For many years, Jonathon was our tallest child. As fast as he grew, we just knew he was going to be well over six feet tall. Well, he didn't make the mark, but his younger brothers both passed him up. I think I discovered the scientific reasoning behind this occurrence. I'm sorry, Jonathon, but I didn't drink enough milk when I was pregnant with you.

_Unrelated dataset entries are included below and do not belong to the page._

//! Version-control capability seam.
//!
//! Every git interaction goes through the [`Vcs`] trait so the isolation and
//! apply state machines can be exercised against a scripted implementation.
//! [`GitCli`] is the real implementation: it spawns `git` with argument
//! vectors (never a shell line) under a bounded timeout.

use std::path::Path;
use std::process::Stdio;
use std::time::Duration;

use async_trait::async_trait;
use thiserror::Error;
use tokio::process::Command;
use tracing::debug;

/// Captured result of one external command invocation. The exit status is
/// the only control-flow signal; stdout/stderr are kept for diagnostics and
/// branch-name scans.
#[derive(Debug, Clone, Default)]
pub struct CmdOutput {
    pub code: Option<i32>,
    pub stdout: String,
    pub stderr: String,
}

impl CmdOutput {
    pub fn success(&self) -> bool {
        self.code == Some(0)
    }

    /// stdout and stderr joined, for error reporting.
    pub fn combined(&self) -> String {
        let mut out = self.stdout.trim_end().to_string();
        let err = self.stderr.trim_end();
        if !err.is_empty() {
            if !out.is_empty() {
                out.push('\n');
            }
            out.push_str(err);
        }
        out
    }
}

/// Environment-level failures only. A tool that runs and exits non-zero is
/// reported through [`CmdOutput`], not through this enum.
#[derive(Debug, Error)]
pub enum VcsError {
    #[error("'{tool}' was not found on PATH. Install it, then run manually: {command}")]
    ToolNotFound { tool: String, command: String },

    #[error("Command timed out after {seconds}s. Run manually to investigate: {command}")]
    Timeout { seconds: u64, command: String },

    #[error("Failed to run '{command}': {source}")]
    Io {
        command: String,
        source: std::io::Error,
    },
}

/// Explicit capability interface over the version-control tool.
#[async_trait]
pub trait Vcs: Send + Sync {
    async fn status_porcelain(&self, repo: &Path) -> Result<CmdOutput, VcsError>;
    async fn stash_push(&self, repo: &Path, label: &str) -> Result<CmdOutput, VcsError>;
    async fn reset_hard(&self, repo: &Path) -> Result<CmdOutput, VcsError>;
    async fn clean_untracked(&self, repo: &Path) -> Result<CmdOutput, VcsError>;
    /// `symbolic-ref refs/remotes/origin/HEAD` — the remote's recorded default branch.
    async fn default_branch_ref(&self, repo: &Path) -> Result<CmdOutput, VcsError>;
    async fn remote_branches(&self, repo: &Path) -> Result<CmdOutput, VcsError>;
    async fn checkout(&self, repo: &Path, branch: &str) -> Result<CmdOutput, VcsError>;
    /// `checkout -b` — create a branch from the current HEAD and switch to it.
    async fn create_branch(&self, repo: &Path, branch: &str) -> Result<CmdOutput, VcsError>;
    async fn pull(&self, repo: &Path, branch: &str) -> Result<CmdOutput, VcsError>;
    async fn fetch(&self, repo: &Path) -> Result<CmdOutput, VcsError>;
    async fn clone_repo(&self, remote_url: &str, dest: &Path) -> Result<CmdOutput, VcsError>;
    async fn apply_three_way(&self, repo: &Path, patch: &Path) -> Result<CmdOutput, VcsError>;
    async fn apply_plain(&self, repo: &Path, patch: &Path) -> Result<CmdOutput, VcsError>;
    async fn apply_whitespace(&self, repo: &Path, patch: &Path) -> Result<CmdOutput, VcsError>;
    /// Dry-run check; exit status and stderr describe why the patch fails.
    async fn apply_check(&self, repo: &Path, patch: &Path) -> Result<CmdOutput, VcsError>;
    /// Diffstat of what an apply would touch; never mutates the tree.
    async fn apply_stat(&self, repo: &Path, patch: &Path) -> Result<CmdOutput, VcsError>;
}

/// `git` on PATH, with a per-invocation timeout.
pub struct GitCli {
    timeout: Duration,
}

impl GitCli {
    pub fn new(timeout: Duration) -> Self {
        Self { timeout }
    }

    async fn run(&self, dir: Option<&Path>, args: &[&str]) -> Result<CmdOutput, VcsError> {
        let rendered = render(args);
        debug!(command = %rendered, "running git");

        let mut cmd = Command::new("git");
        cmd.args(args)
            .stdin(Stdio::null())
            .stdout(Stdio::piped())
            .stderr(Stdio::piped())
            .kill_on_drop(true);
        if let Some(dir) = dir {
            cmd.current_dir(dir);
        }

        let child = cmd.spawn().map_err(|e| {
            if e.kind() == std::io::ErrorKind::NotFound {
                VcsError::ToolNotFound {
                    tool: "git".to_string(),
                    command: rendered.clone(),
                }
            } else {
                VcsError::Io {
                    command: rendered.clone(),
                    source: e,
                }
            }
        })?;

        // The dropped future kills the child via kill_on_drop.
        let output = tokio::time::timeout(self.timeout, child.wait_with_output())
            .await
            .map_err(|_| VcsError::Timeout {
                seconds: self.timeout.as_secs(),
                command: rendered.clone(),
            })?
            .map_err(|e| VcsError::Io {
                command: rendered,
                source: e,
            })?;

        Ok(CmdOutput {
            code: output.status.code(),
            stdout: String::from_utf8_lossy(&output.stdout).into_owned(),
            stderr: String::from_utf8_lossy(&output.stderr).into_owned(),
        })
    }
}

fn render(args: &[&str]) -> String {
    let mut rendered = String::from("git");
    for arg in args {
        rendered.push(' ');
        if arg.contains(' ') {
            rendered.push('\'');
            rendered.push_str(arg);
            rendered.push('\'');
        } else {
            rendered.push_str(arg);
        }
    }
    rendered
}

#[async_trait]
impl Vcs for GitCli {
    async fn status_porcelain(&self, repo: &Path) -> Result<CmdOutput, VcsError> {
        self.run(Some(repo), &["status", "--porcelain"]).await
    }

    async fn stash_push(&self, repo: &Path, label: &str) -> Result<CmdOutput, VcsError> {
        self.run(Some(repo), &["stash", "push", "-u", "-m", label])
            .await
    }

    async fn reset_hard(&self, repo: &Path) -> Result<CmdOutput, VcsError> {
        self.run(Some(repo), &["reset", "--hard", "HEAD"]).await
    }

    async fn clean_untracked(&self, repo: &Path) -> Result<CmdOutput, VcsError> {
        self.run(Some(repo), &["clean", "-fd"]).await
    }

    async fn default_branch_ref(&self, repo: &Path) -> Result<CmdOutput, VcsError> {
        self.run(Some(repo), &["symbolic-ref", "refs/remotes/origin/HEAD"])
            .await
    }

    async fn remote_branches(&self, repo: &Path) -> Result<CmdOutput, VcsError> {
        self.run(Some(repo), &["branch", "-r"]).await
    }

    async fn checkout(&self, repo: &Path, branch: &str) -> Result<CmdOutput, VcsError> {
        self.run(Some(repo), &["checkout", branch]).await
    }

    async fn create_branch(&self, repo: &Path, branch: &str) -> Result<CmdOutput, VcsError> {
        self.run(Some(repo), &["checkout", "-b", branch]).await
    }

    async fn pull(&self, repo: &Path, branch: &str) -> Result<CmdOutput, VcsError> {
        self.run(Some(repo), &["pull", "origin", branch]).await
    }

    async fn fetch(&self, repo: &Path) -> Result<CmdOutput, VcsError> {
        self.run(Some(repo), &["fetch", "origin"]).await
    }

    async fn clone_repo(&self, remote_url: &str, dest: &Path) -> Result<CmdOutput, VcsError> {
        let dest = dest.to_string_lossy();
        self.run(None, &["clone", remote_url, dest.as_ref()]).await
    }

    async fn apply_three_way(&self, repo: &Path, patch: &Path) -> Result<CmdOutput, VcsError> {
        let patch = patch.to_string_lossy();
        self.run(Some(repo), &["apply", "--3way", patch.as_ref()])
            .await
    }

    async fn apply_plain(&self, repo: &Path, patch: &Path) -> Result<CmdOutput, VcsError> {
        let patch = patch.to_string_lossy();
        self.run(Some(repo), &["apply", patch.as_ref()]).await
    }

    async fn apply_whitespace(&self, repo: &Path, patch: &Path) -> Result<CmdOutput, VcsError> {
        let patch = patch.to_string_lossy();
        self.run(Some(repo), &["apply", "--whitespace=fix", patch.as_ref()])
            .await
    }

    async fn apply_check(&self, repo: &Path, patch: &Path) -> Result<CmdOutput, VcsError> {
        let patch = patch.to_string_lossy();
        self.run(Some(repo), &["apply", "--check", patch.as_ref()])
            .await
    }

    async fn apply_stat(&self, repo: &Path, patch: &Path) -> Result<CmdOutput, VcsError> {
        let patch = patch.to_string_lossy();
        self.run(Some(repo), &["apply", "--stat", patch.as_ref()])
            .await
    }
}

#[cfg(test)]
mod tests {
    use super::*;

    #[test]
    fn test_render_quotes_args_with_spaces() {
        assert_eq!(
            render(&["stash", "push", "-u", "-m", "patch-review auto-stash"]),
            "git stash push -u -m 'patch-review auto-stash'"
        );
    }

    #[test]
    fn test_cmd_output_success() {
        let ok = CmdOutput {
            code: Some(0),
            ..Default::default()
        };
        assert!(ok.success());
        let failed = CmdOutput {
            code: Some(1),
            ..Default::default()
        };
        assert!(!failed.success());
        let killed = CmdOutput {
            code: None,
            ..Default::default()
        };
        assert!(!killed.success());
    }

    #[test]
    fn test_cmd_output_combined() {
        let out = CmdOutput {
            code: Some(1),
            stdout: "partial\n".to_string(),
            stderr: "error: failed\n".to_string(),
        };
        assert_eq!(out.combined(), "partial\nerror: failed");
    }
}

Results published in the European Journal of Clinical Nutrition show teenagers are generally taller if their mothers drank at least 150 ml of milk a day. That is a smidge over a half a cup of milk a day. Researchers tracked babies born to 809 women in Denmark in 1988 and 1989. They monitored how much milk the mothers consumed during their pregnancy. Babies were measured and weighed at birth and again 20 years later. Researchers discovered children born to women who drank milk were more likely to be taller when teenagers. When I was pregnant with Jonathon I craved cheeseburgers at 10:30 every morning after my radio shift was over. With Michael, I ate Mexican foods. No wonder he is always hopping around like a Mexican jumping bean. By the time Austin came along, I was cleaning up the food and milk left behind by three little kids. I couldn't let the food go to waste. I must have had more than 150 ml of milk a day with Austin judging by his height.
The collage of senior pictures on our living room wall will be complete this fall when we hang the last senior picture in the collection. Austin has patiently waited for his portrait to hang in testimony to his graduation alongside his brothers and sister. Mark's senior picture still hangs with his siblings in the hallway of his parent's home. My senior picture is still displayed at my parent's home as well. Senior pictures are kind of like the first day of school pictures marking the beginning of a new year so you can look back to see how far you have come. Another way of looking at senior pictures is like a passport to adulthood. An account of what you looked like when you started on this new adventure of college, career and life.
The State Fair was filled with firsts and lasts for our crew. Katie closed out her 4-H career on Saturday afternoon as she promenaded around the ring with Carnation for the last time. One less pair of show whites to wash next season. As the door closed on Katie's showing career, Michael and Austin opened the door to showing in the Open Show and extending their stay at the State Fair during the extremely hot weather. It was a miracle the cattle came back to our barn without missing a beat. Michael did a great job taking care of the cattle. He has learned well over the years. Showing cattle has been a great opportunity for the kids, but as they get older and careers take a higher priority the show string will eventually retire for awhile.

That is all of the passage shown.